Zitat:
Ein Smartphone-Zombie, der auf dem Friedhof spielt
Bild zu Pokémon Go
Diese Skulptur ist ein offizieller Pokéstop - und steht mitten auf einem Friedhof. © Andreas Maciejewski
Besonders bizarr wird es, wenn "Pokémon Go" auf eine Wirklichkeit trifft, in der die Fiktion nichts verloren hat. Das Spiel zeigt mir zwei bisher nicht besuchte Pokéstops an. Ich gehe in diese Richtung und stelle fest: Ich stehe vor einer Aussegnungshalle. Einem offiziellen Pokéstop. Das Spiel hat mich tatsächlich auf einen Friedhof geführt.
Ich stelle mir vor, wie zwischen Grabsteinen ein Pokémon auftaucht und ich mit dem Handy davor stehe und versuche, es zu fangen. Ein Smartphone-Zombie, der auf einem Friedhof spielt. Makaber.
Doch es geht weiter. Ein Pokéstop befindet sich mitten im Friedhof. Was hat der dort verloren? Ich ringe mit mir, ob ich wirklich mit dem Smartphone in der Hand hineingehe.
Ich tue es. Weil ich wissen will, ob das Spiel hier eine Grenze zieht, ob Niantic aus Pietätsgründen an Orten wie einem Friedhof auf Kämpfe verzichtet.

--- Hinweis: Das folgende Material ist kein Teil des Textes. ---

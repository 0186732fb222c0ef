//! Candidate configuration validation.
//!
//! # Data Flow
//! ```text
//! staged snapshot path
//!     → command.rs (run test command with the path substituted)
//!     → ValidationReport { ok, output }
//!     → controller decides promote / discard
//! ```
//!
//! # Design Decisions
//! - Validation never errors: launch problems are failed reports
//! - No test command means every configuration passes
//! - Output is captured whatever the outcome, for the operator's logs

pub mod command;

use std::future::Future;
use std::path::Path;

pub use command::CommandValidator;

/// Outcome of one validation run.
#[derive(Debug, Clone, PartialEq, Eq)]
pub struct ValidationReport {
    /// Whether the configuration may be promoted.
    pub ok: bool,
    /// Combined stdout and stderr of the test command.
    pub output: String,
}

impl ValidationReport {
    pub fn passed(output: impl Into<String>) -> Self {
        Self {
            ok: true,
            output: output.into(),
        }
    }

    pub fn failed(output: impl Into<String>) -> Self {
        Self {
            ok: false,
            output: output.into(),
        }
    }
}

/// Anything that can judge a configuration file.
pub trait Validate {
    fn validate(&self, path: &Path) -> impl Future<Output = ValidationReport> + Send;
}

Ich schalte die Musik aus und betrete die Ruhestätte. Den Kiesweg entlang, an Grabsteinen vorbei hin zum Pokéstop, eine Steinskulptur namens "Tröstender Engel". Zu ihren Füßen kniet ein trauernder Mensch aus Stein. Zwei kleinere Engel blicken auf den größeren hinauf. Sie halten Harfen in den Händen. Weil ich den Wegpunkt aufgesucht habe, erhalte ich drei Pokébälle als Belohnung. Es erscheint mir falsch.
"Pokémon Go" überschreitet eine Grenze
Schnell mache ich mich auf den Rückweg. Dann vibriert das Handy. Zweimal innerhalb kurzer Zeit. Jedes Mal erschrecke ich, bleibe stehen und starre auf den Bildschirm. Sind hier tatsächliche Pokémon-Figuren? Doch es sind nur zwei WhatsApp-Nachrichten. Gott sei Dank.
Immerhin begegnet mir kein einziges Pokémon im Friedhof auf dem Smartphone. Warum es hier überhaupt einen Pokéstop gibt, ist mir unerklärlich. Auf Twitter kursieren auch schon Bilder aus dem ehemaligen KZ Auschwitz, wo man die Figuren fangen kann.
Ein Pfarrer in Kutte kommt mir auf dem Kiesweg entgegen. Neben ihm gehen zwei Frauen, sie tragen Gitarren. Dahinter folgt eine Menschenmenge. Die meisten tragen schwarze Anzüge und Kleider. Eine Trauergesellschaft.
Nur noch raus, denke ich mir. Ich stecke mein Handy weg und gehe zügig Richtung Ausgang. Auf meinem Weg nach draußen laufe ich an einem offenen Grab vorbei. Frische Erde liegt daneben. Die Realität hat mich eingeholt.